● **Task to complete**:
Return, from the listing below, every line that includes "field".

● **Records for this exercise**:
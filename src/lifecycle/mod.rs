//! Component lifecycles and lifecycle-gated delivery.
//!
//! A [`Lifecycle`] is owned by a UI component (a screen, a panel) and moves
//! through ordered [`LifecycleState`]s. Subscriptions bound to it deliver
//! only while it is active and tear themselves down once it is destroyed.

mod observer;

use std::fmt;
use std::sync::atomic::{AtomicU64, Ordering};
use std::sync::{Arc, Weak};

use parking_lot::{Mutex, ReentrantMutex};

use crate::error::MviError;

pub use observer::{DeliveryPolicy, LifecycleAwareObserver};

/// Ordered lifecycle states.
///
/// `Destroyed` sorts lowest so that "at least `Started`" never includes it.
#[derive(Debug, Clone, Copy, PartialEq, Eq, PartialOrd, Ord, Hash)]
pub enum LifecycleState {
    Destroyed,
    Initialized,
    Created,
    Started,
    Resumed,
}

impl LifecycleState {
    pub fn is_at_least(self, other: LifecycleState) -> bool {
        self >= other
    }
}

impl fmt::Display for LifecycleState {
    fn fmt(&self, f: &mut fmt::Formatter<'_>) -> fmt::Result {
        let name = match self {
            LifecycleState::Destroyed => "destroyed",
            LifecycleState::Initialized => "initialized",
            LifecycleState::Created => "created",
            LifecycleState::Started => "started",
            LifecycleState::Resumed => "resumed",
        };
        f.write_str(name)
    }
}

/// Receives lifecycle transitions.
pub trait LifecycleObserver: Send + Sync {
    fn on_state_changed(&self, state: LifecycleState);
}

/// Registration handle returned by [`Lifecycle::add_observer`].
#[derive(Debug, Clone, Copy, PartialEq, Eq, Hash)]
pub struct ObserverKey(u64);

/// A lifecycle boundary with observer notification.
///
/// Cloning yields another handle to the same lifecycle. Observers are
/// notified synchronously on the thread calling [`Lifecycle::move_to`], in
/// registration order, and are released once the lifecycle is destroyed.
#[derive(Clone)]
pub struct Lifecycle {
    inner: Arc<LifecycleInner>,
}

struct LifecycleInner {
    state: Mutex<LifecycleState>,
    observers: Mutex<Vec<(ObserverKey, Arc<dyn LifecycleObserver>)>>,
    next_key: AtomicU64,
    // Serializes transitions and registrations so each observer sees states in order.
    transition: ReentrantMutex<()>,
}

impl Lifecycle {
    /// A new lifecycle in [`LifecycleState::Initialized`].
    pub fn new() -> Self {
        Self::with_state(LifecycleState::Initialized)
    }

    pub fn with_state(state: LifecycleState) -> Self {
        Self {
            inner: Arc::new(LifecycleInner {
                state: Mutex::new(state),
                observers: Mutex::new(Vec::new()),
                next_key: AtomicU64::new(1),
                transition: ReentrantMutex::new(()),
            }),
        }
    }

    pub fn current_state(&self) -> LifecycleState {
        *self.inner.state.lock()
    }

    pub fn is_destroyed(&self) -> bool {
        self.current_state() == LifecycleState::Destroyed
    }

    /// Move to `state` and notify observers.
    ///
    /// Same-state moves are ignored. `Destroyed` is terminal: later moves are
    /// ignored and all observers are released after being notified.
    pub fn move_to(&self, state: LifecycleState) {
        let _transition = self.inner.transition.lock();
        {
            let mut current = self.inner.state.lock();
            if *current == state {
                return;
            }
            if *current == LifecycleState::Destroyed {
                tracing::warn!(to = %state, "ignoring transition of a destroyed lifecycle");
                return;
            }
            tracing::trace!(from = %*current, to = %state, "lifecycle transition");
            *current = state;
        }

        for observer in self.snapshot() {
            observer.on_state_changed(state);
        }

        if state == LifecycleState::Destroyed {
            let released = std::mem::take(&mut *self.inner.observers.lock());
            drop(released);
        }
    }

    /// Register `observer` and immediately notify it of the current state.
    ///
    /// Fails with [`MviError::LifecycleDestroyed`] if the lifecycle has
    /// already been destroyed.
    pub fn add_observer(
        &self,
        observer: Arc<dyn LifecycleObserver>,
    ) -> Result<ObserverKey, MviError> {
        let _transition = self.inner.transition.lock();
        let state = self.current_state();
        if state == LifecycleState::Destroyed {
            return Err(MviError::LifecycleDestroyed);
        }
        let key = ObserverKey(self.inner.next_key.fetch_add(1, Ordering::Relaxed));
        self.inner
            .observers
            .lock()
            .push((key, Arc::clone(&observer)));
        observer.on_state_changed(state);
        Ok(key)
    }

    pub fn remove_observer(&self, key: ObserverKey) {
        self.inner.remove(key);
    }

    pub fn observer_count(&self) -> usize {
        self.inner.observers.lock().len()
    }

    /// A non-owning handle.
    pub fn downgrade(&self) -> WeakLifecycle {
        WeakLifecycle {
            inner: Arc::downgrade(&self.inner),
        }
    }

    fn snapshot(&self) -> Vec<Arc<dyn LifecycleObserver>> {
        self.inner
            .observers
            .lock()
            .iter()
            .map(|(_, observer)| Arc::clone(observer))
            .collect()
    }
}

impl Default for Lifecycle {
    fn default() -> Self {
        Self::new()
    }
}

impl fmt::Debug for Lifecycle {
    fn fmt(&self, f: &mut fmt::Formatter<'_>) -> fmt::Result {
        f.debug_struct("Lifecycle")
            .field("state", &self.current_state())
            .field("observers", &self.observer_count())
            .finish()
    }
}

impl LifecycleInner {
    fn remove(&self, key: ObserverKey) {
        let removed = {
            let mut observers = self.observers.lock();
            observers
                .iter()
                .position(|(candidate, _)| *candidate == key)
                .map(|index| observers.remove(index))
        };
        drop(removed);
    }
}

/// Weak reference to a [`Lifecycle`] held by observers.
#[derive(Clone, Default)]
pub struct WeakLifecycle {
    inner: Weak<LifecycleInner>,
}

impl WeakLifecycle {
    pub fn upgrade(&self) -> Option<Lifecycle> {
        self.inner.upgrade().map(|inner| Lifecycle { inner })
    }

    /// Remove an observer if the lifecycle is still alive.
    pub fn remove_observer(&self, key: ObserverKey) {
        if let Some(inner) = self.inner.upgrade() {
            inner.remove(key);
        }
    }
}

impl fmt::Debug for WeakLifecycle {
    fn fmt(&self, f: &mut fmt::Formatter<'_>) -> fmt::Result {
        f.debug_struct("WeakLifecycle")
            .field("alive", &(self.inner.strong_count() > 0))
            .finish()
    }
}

● **Response to the task**:
            .field("state", &self.current_state())
            .field("observers", &self.observer_count())
            .field("alive", &(self.inner.strong_count() > 0))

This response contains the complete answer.